Requirement>
Extract every line from the records below that contains the word "serde".

Dataset entries>

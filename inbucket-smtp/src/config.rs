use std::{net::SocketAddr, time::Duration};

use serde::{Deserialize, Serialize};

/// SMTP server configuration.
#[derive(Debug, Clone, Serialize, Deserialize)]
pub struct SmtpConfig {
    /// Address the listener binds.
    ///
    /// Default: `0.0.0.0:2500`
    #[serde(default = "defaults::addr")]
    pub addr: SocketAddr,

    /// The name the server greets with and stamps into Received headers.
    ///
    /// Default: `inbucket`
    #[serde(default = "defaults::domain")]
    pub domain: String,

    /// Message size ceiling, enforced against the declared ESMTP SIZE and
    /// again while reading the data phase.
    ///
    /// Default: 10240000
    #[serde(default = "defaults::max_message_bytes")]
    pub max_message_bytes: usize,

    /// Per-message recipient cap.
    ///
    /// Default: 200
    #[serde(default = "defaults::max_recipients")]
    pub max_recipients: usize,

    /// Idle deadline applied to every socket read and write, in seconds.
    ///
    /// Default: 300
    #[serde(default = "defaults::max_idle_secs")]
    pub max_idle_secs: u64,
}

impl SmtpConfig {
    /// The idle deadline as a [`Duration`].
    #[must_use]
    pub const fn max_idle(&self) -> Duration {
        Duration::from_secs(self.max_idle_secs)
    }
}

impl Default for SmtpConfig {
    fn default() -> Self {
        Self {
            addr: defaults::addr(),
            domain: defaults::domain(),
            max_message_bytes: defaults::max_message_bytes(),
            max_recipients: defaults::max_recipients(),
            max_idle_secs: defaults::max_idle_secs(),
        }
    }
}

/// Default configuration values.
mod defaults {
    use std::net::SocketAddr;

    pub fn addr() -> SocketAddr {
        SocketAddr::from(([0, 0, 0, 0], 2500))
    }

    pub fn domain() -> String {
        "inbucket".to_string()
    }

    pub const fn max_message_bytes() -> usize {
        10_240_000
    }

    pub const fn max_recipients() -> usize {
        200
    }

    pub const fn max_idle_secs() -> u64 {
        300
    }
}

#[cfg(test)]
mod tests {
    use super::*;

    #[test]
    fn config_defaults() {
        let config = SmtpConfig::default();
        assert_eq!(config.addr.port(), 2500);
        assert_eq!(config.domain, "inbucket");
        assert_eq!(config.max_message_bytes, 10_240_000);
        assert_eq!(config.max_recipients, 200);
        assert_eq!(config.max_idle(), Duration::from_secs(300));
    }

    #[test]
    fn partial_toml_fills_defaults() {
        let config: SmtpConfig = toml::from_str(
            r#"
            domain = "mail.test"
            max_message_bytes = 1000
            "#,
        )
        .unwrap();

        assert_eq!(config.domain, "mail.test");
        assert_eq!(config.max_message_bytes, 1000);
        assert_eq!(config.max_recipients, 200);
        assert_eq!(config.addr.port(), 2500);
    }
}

Expected output>
use serde::{Deserialize, Serialize};
    #[serde(default = "defaults::addr")]
    #[serde(default = "defaults::domain")]
    #[serde(default = "defaults::max_message_bytes")]
    #[serde(default = "defaults::max_recipients")]
    #[serde(default = "defaults::max_idle_secs")]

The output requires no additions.